_Assigned task:_
The lines to be extracted run from the start of the listing through the line containing "from conf/ Dockerfiles"; copy them exactly and nothing else.

** Exercise material follows **

/// Fixed paths inside the launch container
pub mod container_path {
    /// Destination of the packaged application
    pub const APP_JAR: &str = "/app.jar";

    /// Destination of the shared shell helpers
    pub const TEST_FUNCTIONS: &str = "/test-functions.sh";
}

/// Timing for the one-shot startup check
pub mod timing {
    /// Upper bound on a single container run, in seconds
    pub const STARTUP_TIMEOUT_SECS: u64 = 300;

    /// Interval between container liveness polls, in milliseconds
    pub const POLL_INTERVAL_MS: u64 = 100;
}

/// JDK provisioning for image builds
pub mod jdk {
    /// Build argument carrying the JDK download URL into the Dockerfile
    pub const BUILD_ARG: &str = "JAVA_DOWNLOAD_URL";

    /// JDK tarball for amd64 hosts
    pub const AMD64_URL: &str =
        "https://download.bell-sw.com/java/8u382+6/bellsoft-jdk8u382+6-linux-amd64.tar.gz";

    /// JDK tarball for aarch64 hosts
    pub const AARCH64_URL: &str =
        "https://download.bell-sw.com/java/8u382+6/bellsoft-jdk8u382+6-linux-aarch64.tar.gz";
}

/// Naming for images built by the harness
pub mod image {
    /// Repository prefix for images built from conf/ Dockerfiles
    pub const REPOSITORY_PREFIX: &str = "launchtest";
}
use anyhow::{Context, Result};
use std::path::Path;

#[cfg(test)]
mod tests;

/// Enumerate (os, version) test parameters from a configuration root.
///
/// The root holds one directory per OS, each holding one directory per
/// version with its Dockerfile. One pair is emitted per version directory
/// whose OS name passes the filter; non-directory entries are skipped.
/// Pairs come back in filesystem listing order.
pub fn parameters<F>(root: impl AsRef<Path>, os_filter: F) -> Result<Vec<(String, String)>>
where
    F: Fn(&str) -> bool,
{
    let root = root.as_ref();
    let mut pairs = Vec::new();

    let entries = std::fs::read_dir(root)
        .with_context(|| format!("Failed to list configuration root {}", root.display()))?;
    for entry in entries {
        let entry = entry?;
        if !entry.file_type()?.is_dir() {
            continue;
        }
        let os = entry.file_name().to_string_lossy().into_owned();
        if !os_filter(&os) {
            continue;
        }
        let versions = std::fs::read_dir(entry.path())
            .with_context(|| format!("Failed to list versions under {}", entry.path().display()))?;
        for version in versions {
            let version = version?;
            if !version.file_type()?.is_dir() {
                continue;
            }
            pairs.push((os.clone(), version.file_name().to_string_lossy().into_owned()));
        }
    }

    Ok(pairs)
}
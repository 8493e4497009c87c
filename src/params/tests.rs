#[cfg(test)]
mod tests {
    use super::super::*;
    use std::fs;
    use tempfile::tempdir;

    fn conf_tree() -> tempfile::TempDir {
        let dir = tempdir().unwrap();
        fs::create_dir_all(dir.path().join("Ubuntu/jammy-20230624")).unwrap();
        fs::create_dir_all(dir.path().join("Ubuntu/focal-20230801")).unwrap();
        fs::create_dir_all(dir.path().join("CentOS/7")).unwrap();
        // Stray files must never become parameters
        fs::write(dir.path().join("README.txt"), "ignore me").unwrap();
        fs::write(dir.path().join("Ubuntu/notes.md"), "ignore me too").unwrap();
        dir
    }

    #[test]
    fn test_parameters_emits_each_pair_once() {
        let dir = conf_tree();
        let mut pairs = parameters(dir.path(), |_| true).unwrap();
        pairs.sort();
        assert_eq!(
            pairs,
            vec![
                ("CentOS".to_string(), "7".to_string()),
                ("Ubuntu".to_string(), "focal-20230801".to_string()),
                ("Ubuntu".to_string(), "jammy-20230624".to_string()),
            ]
        );
    }

    #[test]
    fn test_parameters_applies_os_filter() {
        let dir = conf_tree();
        let pairs = parameters(dir.path(), |os| os == "CentOS").unwrap();
        assert_eq!(pairs, vec![("CentOS".to_string(), "7".to_string())]);
    }

    #[test]
    fn test_parameters_filter_can_reject_everything() {
        let dir = conf_tree();
        let pairs = parameters(dir.path(), |_| false).unwrap();
        assert!(pairs.is_empty());
    }

    #[test]
    fn test_parameters_missing_root_is_an_error() {
        let dir = tempdir().unwrap();
        let missing = dir.path().join("no-such-conf");
        let err = parameters(&missing, |_| true).unwrap_err();
        assert!(err
            .to_string()
            .contains("Failed to list configuration root"));
    }
}
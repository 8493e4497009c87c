//! ANSI color escapes as launch scripts print them, and the substring
//! checks the tests assert with.

use std::fmt;

#[cfg(test)]
mod tests;

/// The escape character starting an ANSI sequence
pub const ESC: char = '\x1b';

/// Standard ANSI foreground colors
#[derive(Debug, Clone, Copy, PartialEq, Eq)]
pub enum AnsiColor {
    Black = 30,
    Red = 31,
    Green = 32,
    Yellow = 33,
    Blue = 34,
    Magenta = 35,
    Cyan = 36,
    White = 37,
}

impl fmt::Display for AnsiColor {
    fn fmt(&self, f: &mut fmt::Formatter<'_>) -> fmt::Result {
        write!(f, "{}", *self as u8)
    }
}

/// Build the exact sequence a script prints for colored text:
/// `ESC[0;<color>m<text>ESC[0m`
pub fn colored(color: AnsiColor, text: &str) -> String {
    format!("{ESC}[0;{color}m{text}{ESC}[0m")
}

/// Whether the captured output contains `text` in the given foreground color
pub fn contains_colored(output: &str, color: AnsiColor, text: &str) -> bool {
    output.contains(&colored(color, text))
}

/// Whether the captured output reports a successful launch
pub fn launched(output: &str) -> bool {
    output.contains("Launched")
}
#[cfg(test)]
mod tests {
    use super::super::*;

    #[test]
    fn test_colored_builds_exact_sequence() {
        assert_eq!(colored(AnsiColor::Green, "x"), "\x1b[0;32mx\x1b[0m");
        assert_eq!(
            colored(AnsiColor::Red, "Launch failed"),
            "\x1b[0;31mLaunch failed\x1b[0m"
        );
    }

    #[test]
    fn test_color_codes() {
        assert_eq!(AnsiColor::Black.to_string(), "30");
        assert_eq!(AnsiColor::Green.to_string(), "32");
        assert_eq!(AnsiColor::White.to_string(), "37");
    }

    #[test]
    fn test_contains_colored() {
        let output = format!(
            "noise\n{}\nLaunched\n",
            colored(AnsiColor::Green, "Started app in 1.234 seconds")
        );
        assert!(contains_colored(
            &output,
            AnsiColor::Green,
            "Started app in 1.234 seconds"
        ));
        // Same text in a different color must not match
        assert!(!contains_colored(
            &output,
            AnsiColor::Yellow,
            "Started app in 1.234 seconds"
        ));
        // Uncolored occurrences must not match either
        assert!(!contains_colored(&output, AnsiColor::Green, "Launched"));
    }

    #[test]
    fn test_launched() {
        assert!(launched("some output\nLaunched\n"));
        assert!(!launched("some output\nLaunch failed\n"));
    }
}
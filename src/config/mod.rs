use serde::{Deserialize, Serialize};
use std::collections::HashMap;
use std::path::PathBuf;

use crate::constants::timing;

#[cfg(test)]
mod tests;

#[derive(Debug, Clone, Serialize, Deserialize)]
pub struct Config {
    /// Root directory holding <OS>/<version>/Dockerfile build contexts
    #[serde(default = "default_conf_root")]
    pub conf_root: PathBuf,

    /// Root directory holding <scripts-dir>/*.sh fixtures
    #[serde(default = "default_scripts_root")]
    pub scripts_root: PathBuf,

    /// Path to the packaged application copied into the container
    #[serde(default = "default_app_jar")]
    pub app_jar: PathBuf,

    /// One-shot startup check timeout in seconds
    #[serde(default = "default_startup_timeout_secs")]
    pub startup_timeout_secs: u64,

    /// Container liveness poll interval in milliseconds
    #[serde(default = "default_poll_interval_ms")]
    pub poll_interval_ms: u64,

    /// Per-architecture JDK download URLs; a non-empty map replaces the
    /// built-in table
    #[serde(default)]
    pub java_download_urls: HashMap<String, String>,
}

fn default_conf_root() -> PathBuf {
    PathBuf::from("resources/conf")
}

fn default_scripts_root() -> PathBuf {
    PathBuf::from("resources/scripts")
}

fn default_app_jar() -> PathBuf {
    PathBuf::from("resources/app.jar")
}

fn default_startup_timeout_secs() -> u64 {
    timing::STARTUP_TIMEOUT_SECS
}

fn default_poll_interval_ms() -> u64 {
    timing::POLL_INTERVAL_MS
}

impl Default for Config {
    fn default() -> Self {
        Self {
            conf_root: default_conf_root(),
            scripts_root: default_scripts_root(),
            app_jar: default_app_jar(),
            startup_timeout_secs: default_startup_timeout_secs(),
            poll_interval_ms: default_poll_interval_ms(),
            java_download_urls: HashMap::new(),
        }
    }
}

impl Config {
    pub fn load() -> anyhow::Result<Self> {
        if let Some(config_dir) = dirs::config_dir() {
            let config_path = config_dir.join("launchtest").join("config.toml");
            if config_path.exists() {
                let content = std::fs::read_to_string(config_path)?;
                let config: Config = toml::from_str(&content)?;
                return Ok(config);
            }
        }
        Ok(Config::default())
    }
}
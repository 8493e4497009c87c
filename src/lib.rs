pub mod ansi;
pub mod arch;
pub mod cli;
pub mod config;
pub mod constants;
pub mod container;
pub mod params;

pub use anyhow::Result;
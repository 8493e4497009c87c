use clap::{Parser, Subcommand};
use std::path::PathBuf;

#[derive(Parser)]
#[command(name = "launchtest")]
#[command(author, version, about, long_about = None)]
pub struct Cli {
    #[command(subcommand)]
    pub command: Commands,

    /// Enable verbose logging
    #[arg(short, long, global = true)]
    pub verbose: bool,
}

#[derive(Subcommand)]
pub enum Commands {
    /// List the (OS, version) pairs found under the configuration root
    Params {
        /// Configuration root holding <OS>/<version>/Dockerfile trees
        #[arg(long)]
        conf_root: Option<PathBuf>,

        /// Only include OS directories whose name contains this substring
        #[arg(long)]
        os: Option<String>,
    },

    /// Build and run one launch-script scenario in a container
    Run {
        /// OS directory name, e.g. Ubuntu
        #[arg(long)]
        os: String,

        /// Version directory name, e.g. jammy-20230624
        #[arg(long)]
        version: String,

        /// Launch script to execute, e.g. test-launch.sh
        #[arg(long)]
        script: String,

        /// Scripts subdirectory holding test-functions.sh and the script
        #[arg(long, default_value = "jar")]
        scripts_dir: String,

        /// Path to the packaged application jar
        #[arg(long, env = "LAUNCHTEST_APP_JAR")]
        app_jar: Option<PathBuf>,
    },

    /// Show version information
    Version,
}
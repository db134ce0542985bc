//! # Dossier
//!
//! An ad-hoc multi-table reporting engine for case-management data.
//!
//! ## Architecture
//!
//! A user picks a base entity, pulls in fields from directly related
//! entities, filters, groups and charts the result, then saves, re-runs or
//! exports it:
//!
//! ```text
//! ┌─────────────────────────────────────────────────────────┐
//! │         SchemaSource (document / built-in entities)      │
//! └─────────────────────────────────────────────────────────┘
//!                          │
//!                          ▼ [schema]
//! ┌─────────────────────────────────────────────────────────┐
//! │          SchemaRegistry (entities + FK graph)            │
//! └─────────────────────────────────────────────────────────┘
//!                          │
//!                          ▼ [planner]
//! ┌─────────────────────────────────────────────────────────┐
//! │   ReportDefinition ──► QueryPlan / ScalarQueryPlan       │
//! └─────────────────────────────────────────────────────────┘
//!                          │
//!                          ▼ [gateway]
//! ┌─────────────────────────────────────────────────────────┐
//! │                  ExecutionGateway ──► rows               │
//! └─────────────────────────────────────────────────────────┘
//!                          │
//!                          ▼ [aggregate, shape, export]
//! ┌─────────────────────────────────────────────────────────┐
//! │        table / bar / line / pie view models, CSV         │
//! └─────────────────────────────────────────────────────────┘
//! ```

pub mod access;
pub mod aggregate;
pub mod config;
pub mod dashboard;
pub mod export;
pub mod gateway;
pub mod logging;
pub mod model;
pub mod planner;
pub mod schema;
pub mod session;
pub mod shape;
pub mod store;

pub use access::{AllowAll, PermissionCheck, PermissionTarget};
pub use gateway::{ExecutionError, ExecutionGateway, MemoryGateway};
pub use model::{ChartConfig, ColumnRef, Filter, FilterOperator, ReportDefinition, Row};
pub use planner::{CompileError, QueryCompiler, QueryPlan};
pub use schema::{SchemaError, SchemaRegistry};
pub use session::{ReportSession, SessionError};
pub use store::{ReportStore, SqliteReportStore};
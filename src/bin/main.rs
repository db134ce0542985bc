//! Dossier CLI - build, run and export ad-hoc reports
//!
//! Usage:
//!   dossier entities
//!   dossier compile --base <entity> --columns <a,b.c> [--filter f:op:v]...
//!   dossier run --data <rows.json> (--report <id> | --base <entity> ...)
//!   dossier metric --data <rows.json> --entity <e> --field <f|*> --aggregation <agg>
//!   dossier export --data <rows.json> (--report <id> | --base <entity> ...) [--out <file>]
//!   dossier save --name <name> --base <entity> --columns <...> [--public]
//!   dossier list [--public]
//!
//! Examples:
//!   dossier compile --base cases --columns title,users.name --filter status:eq:open
//!   dossier run --data demo.json --base cases --columns priority,amount \
//!       --chart bar --group-by priority --aggregation sum --value-field amount

use clap::{Args, Parser, Subcommand};
use dossier::access::AllowAll;
use dossier::config::{Settings, SettingsError};
use dossier::gateway::{ExecutionError, ExecutionGateway, MemoryGateway, SqlRenderer};
use dossier::model::{
    Aggregation, ChartConfig, ChartType, ColumnRef, DateGrouping, Filter, ReportId,
};
use dossier::planner::{CompileError, QueryCompiler};
use dossier::schema::{SchemaError, SchemaRegistry, StaticSchemaSource};
use dossier::session::{ReportSession, SessionError};
use dossier::store::{ReportStore, SqliteReportStore, StoreError};
use std::fs;
use std::path::PathBuf;
use std::process::ExitCode;

#[derive(Parser)]
#[command(name = "dossier")]
#[command(about = "Dossier - ad-hoc multi-table reports over case-management data")]
#[command(version)]
struct Cli {
    /// Config file (overrides the default search)
    #[arg(long, global = true)]
    config: Option<PathBuf>,

    /// Schema document (.json or .toml), overrides the configured source
    #[arg(long, global = true)]
    schema: Option<PathBuf>,

    /// Acting user id
    #[arg(long, global = true, default_value = "local")]
    user: String,

    #[command(subcommand)]
    command: Commands,
}

#[derive(Subcommand)]
enum Commands {
    /// List entities, their fields and outgoing relationships
    Entities,

    /// Compile a report to SQL without running it
    Compile {
        #[command(flatten)]
        report: ReportArgs,
    },

    /// Run a report and print its view model as JSON
    Run {
        /// JSON file mapping table names to row arrays
        #[arg(short, long)]
        data: PathBuf,

        #[command(flatten)]
        report: ReportArgs,
    },

    /// Evaluate a single aggregate
    Metric {
        #[arg(short, long)]
        data: PathBuf,

        #[arg(short, long)]
        entity: String,

        /// Field name, or '*' for count
        #[arg(short, long, default_value = "*")]
        field: String,

        #[arg(short, long, default_value = "count")]
        aggregation: Aggregation,
    },

    /// Run a report and write its rows as CSV
    Export {
        #[arg(short, long)]
        data: PathBuf,

        /// Output file (defaults to stdout)
        #[arg(short, long)]
        out: Option<PathBuf>,

        #[command(flatten)]
        report: ReportArgs,
    },

    /// Save a report definition
    Save {
        #[arg(short, long)]
        name: String,

        #[arg(long)]
        description: Option<String>,

        /// Make the report visible to other users
        #[arg(long)]
        public: bool,

        #[command(flatten)]
        report: ReportArgs,
    },

    /// List saved reports
    List {
        /// Include other users' public reports
        #[arg(long)]
        public: bool,
    },
}

#[derive(Args)]
struct ReportArgs {
    /// Saved report id
    #[arg(long, conflicts_with = "base")]
    report: Option<ReportId>,

    /// Base entity
    #[arg(short, long)]
    base: Option<String>,

    /// Columns, comma separated; `entity.field` pulls from a related entity
    #[arg(short, long, value_delimiter = ',', value_parser = ColumnRef::parse)]
    columns: Vec<ColumnRef>,

    /// Filter as field:operator:value (repeatable)
    #[arg(short, long = "filter", value_parser = Filter::parse_triple)]
    filters: Vec<Filter>,

    #[arg(long, default_value = "table")]
    chart: ChartType,

    #[arg(long)]
    aggregation: Option<Aggregation>,

    #[arg(long, value_parser = ColumnRef::parse)]
    group_by: Option<ColumnRef>,

    #[arg(long)]
    date_grouping: Option<DateGrouping>,

    #[arg(long, value_parser = ColumnRef::parse)]
    value_field: Option<ColumnRef>,
}

impl ReportArgs {
    fn chart_config(&self) -> ChartConfig {
        ChartConfig {
            chart_type: self.chart,
            aggregation: self.aggregation,
            group_by: self.group_by.clone(),
            date_grouping: self.date_grouping,
            value_field: self.value_field.clone(),
        }
    }
}

#[derive(Debug, thiserror::Error)]
enum CliError {
    #[error(transparent)]
    Settings(#[from] SettingsError),

    #[error(transparent)]
    Schema(#[from] SchemaError),

    #[error(transparent)]
    Compile(#[from] CompileError),

    #[error(transparent)]
    Execution(#[from] ExecutionError),

    #[error(transparent)]
    Session(#[from] SessionError),

    #[error(transparent)]
    Store(#[from] StoreError),

    #[error(transparent)]
    Json(#[from] serde_json::Error),

    #[error("Failed to write output: {0}")]
    Io(#[from] std::io::Error),

    #[error("{0}")]
    Usage(&'static str),
}

/// Loaded settings and schema shared by every command.
struct App {
    settings: Settings,
    registry: SchemaRegistry,
    user: String,
}

impl App {
    async fn init(cli: &Cli) -> Result<Self, CliError> {
        let settings = match &cli.config {
            Some(path) => Settings::from_file(path)?,
            None => Settings::load()?,
        };
        let registry = load_registry(&settings, cli.schema.clone()).await?;
        if registry.is_degraded() {
            tracing::warn!("using built-in core entities");
        }
        Ok(Self {
            settings,
            registry,
            user: cli.user.clone(),
        })
    }

    fn store(&self) -> Result<SqliteReportStore, CliError> {
        let store = match self.settings.store_path()? {
            Some(path) => SqliteReportStore::open(path)?,
            None => SqliteReportStore::open_default()?,
        };
        Ok(store)
    }

    fn session(&self) -> ReportSession<'_> {
        ReportSession::new(&self.registry, &AllowAll, self.user.clone())
            .with_row_limit(self.settings.query.preview_limit)
            .with_zone(self.settings.display.zone())
    }

    /// Session holding the report described by `args`.
    fn prepare(&self, args: &ReportArgs) -> Result<ReportSession<'_>, CliError> {
        let mut session = self.session();
        if let Some(id) = args.report {
            session.open(&self.store()?, id)?;
            return Ok(session);
        }

        let base = args
            .base
            .as_deref()
            .ok_or(CliError::Usage("either --report or --base is required"))?;
        session.set_base_entity(base)?;
        session.set_columns(args.columns.clone());
        session.set_filters(args.filters.clone());
        session.set_chart(args.chart_config())?;
        Ok(session)
    }
}

async fn load_registry(
    settings: &Settings,
    schema_override: Option<PathBuf>,
) -> Result<SchemaRegistry, CliError> {
    let path = match schema_override {
        Some(path) => Some(path),
        None => settings.schema_source()?,
    };
    let Some(path) = path else {
        return Ok(SchemaRegistry::fallback());
    };

    let fallback_enabled = settings.schema.fallback_enabled;
    let source = match StaticSchemaSource::from_file(&path) {
        Ok(source) => source,
        Err(e) if fallback_enabled => {
            tracing::warn!(path = %path.display(), error = %e, "schema document unreadable");
            return Ok(SchemaRegistry::fallback());
        }
        Err(e) => return Err(e.into()),
    };

    if fallback_enabled {
        Ok(SchemaRegistry::load(&source).await)
    } else {
        Ok(SchemaRegistry::try_load(&source).await?)
    }
}

#[tokio::main]
async fn main() -> ExitCode {
    dossier::logging::init();
    let cli = Cli::parse();

    let result = match App::init(&cli).await {
        Ok(app) => run_command(&app, cli.command).await,
        Err(e) => Err(e),
    };

    match result {
        Ok(()) => ExitCode::SUCCESS,
        Err(CliError::Compile(e)) => {
            eprintln!("Error: {} ({})", e.user_message(), e);
            ExitCode::FAILURE
        }
        Err(e) => {
            eprintln!("Error: {}", e);
            ExitCode::FAILURE
        }
    }
}

async fn run_command(app: &App, command: Commands) -> Result<(), CliError> {
    match command {
        Commands::Entities => cmd_entities(app),
        Commands::Compile { report } => cmd_compile(app, &report),
        Commands::Run { data, report } => cmd_run(app, data, &report).await,
        Commands::Metric {
            data,
            entity,
            field,
            aggregation,
        } => cmd_metric(app, data, &entity, &field, aggregation).await,
        Commands::Export { data, out, report } => cmd_export(app, data, out, &report).await,
        Commands::Save {
            name,
            description,
            public,
            report,
        } => cmd_save(app, name, description, public, &report),
        Commands::List { public } => cmd_list(app, public),
    }
}

fn cmd_entities(app: &App) -> Result<(), CliError> {
    if app.registry.is_degraded() {
        println!("(degraded: built-in core entities)");
        println!();
    }
    for entity in app.registry.list_entities() {
        println!("{}", entity.name);
        println!("  fields: {}", entity.fields.join(", "));
        for rel in &entity.relationships {
            println!(
                "  {}.{} -> {}.{}",
                rel.source_entity, rel.source_column, rel.target_entity, rel.target_column
            );
        }
    }
    Ok(())
}

fn cmd_compile(app: &App, args: &ReportArgs) -> Result<(), CliError> {
    let session = app.prepare(args)?;
    let pending = session.begin_run()?;
    let rendered = SqlRenderer::new().render(&pending.plan)?;

    println!("{}", rendered.sql);
    if !rendered.params.is_empty() {
        println!("-- params: {}", serde_json::to_string(&rendered.params)?);
    }
    Ok(())
}

async fn cmd_run(app: &App, data: PathBuf, args: &ReportArgs) -> Result<(), CliError> {
    let gateway = MemoryGateway::from_file(&data)?;
    let mut session = app.prepare(args)?;
    session.run(&gateway).await?;

    if let Some(view) = session.view_model()? {
        println!("{}", serde_json::to_string_pretty(&view)?);
    }
    Ok(())
}

async fn cmd_metric(
    app: &App,
    data: PathBuf,
    entity: &str,
    field: &str,
    aggregation: Aggregation,
) -> Result<(), CliError> {
    let gateway = MemoryGateway::from_file(&data)?;
    let compiler =
        QueryCompiler::new(&app.registry).with_row_limit(app.settings.query.preview_limit);
    let plan = compiler.compile_metric(entity, field, aggregation)?;
    let value = gateway.execute_scalar(&plan).await?;

    match value {
        Some(v) => println!("{}", v),
        None => println!("null"),
    }
    Ok(())
}

async fn cmd_export(
    app: &App,
    data: PathBuf,
    out: Option<PathBuf>,
    args: &ReportArgs,
) -> Result<(), CliError> {
    let gateway = MemoryGateway::from_file(&data)?;
    let mut session = app.prepare(args)?;
    session.run(&gateway).await?;

    let export = session
        .export_csv()
        .ok_or(CliError::Usage("report returned no result"))?;
    match out {
        Some(path) => {
            fs::write(&path, &export.body)?;
            eprintln!("wrote {} ({})", path.display(), export.mime_type);
        }
        None => print!("{}", export.body),
    }
    Ok(())
}

fn cmd_save(
    app: &App,
    name: String,
    description: Option<String>,
    public: bool,
    args: &ReportArgs,
) -> Result<(), CliError> {
    let store = app.store()?;
    let mut session = app.prepare(args)?;
    session.set_name(name);
    session.set_description(description);
    session.set_public(public);
    let id = session.save(&store)?;
    println!("{}", id);
    Ok(())
}

fn cmd_list(app: &App, public: bool) -> Result<(), CliError> {
    let store = app.store()?;
    let reports = store.list_for(&app.user, public)?;
    if reports.is_empty() {
        println!("No reports saved.");
        return Ok(());
    }
    for report in reports {
        let id = report.id.map(|id| id.to_string()).unwrap_or_default();
        let visibility = if report.is_public { "public" } else { "private" };
        println!(
            "{}  {}  (base: {}, {}, {}, owner: {})",
            id, report.name, report.base_entity, report.chart.chart_type, visibility,
            report.owner_id
        );
    }
    Ok(())
}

** End of Exercise material **

_Your solution:_
/// Fixed paths inside the launch container
pub mod container_path {
    /// Destination of the packaged application
    pub const APP_JAR: &str = "/app.jar";

    /// Destination of the shared shell helpers
    pub const TEST_FUNCTIONS: &str = "/test-functions.sh";
}

/// Timing for the one-shot startup check
pub mod timing {
    /// Upper bound on a single container run, in seconds
    pub const STARTUP_TIMEOUT_SECS: u64 = 300;

    /// Interval between container liveness polls, in milliseconds
    pub const POLL_INTERVAL_MS: u64 = 100;
}

/// JDK provisioning for image builds
pub mod jdk {
    /// Build argument carrying the JDK download URL into the Dockerfile
    pub const BUILD_ARG: &str = "JAVA_DOWNLOAD_URL";

    /// JDK tarball for amd64 hosts
    pub const AMD64_URL: &str =
        "https://download.bell-sw.com/java/8u382+6/bellsoft-jdk8u382+6-linux-amd64.tar.gz";

    /// JDK tarball for aarch64 hosts
    pub const AARCH64_URL: &str =
        "https://download.bell-sw.com/java/8u382+6/bellsoft-jdk8u382+6-linux-aarch64.tar.gz";
}

/// Naming for images built by the harness
pub mod image {
    /// Repository prefix for images built from conf/ Dockerfiles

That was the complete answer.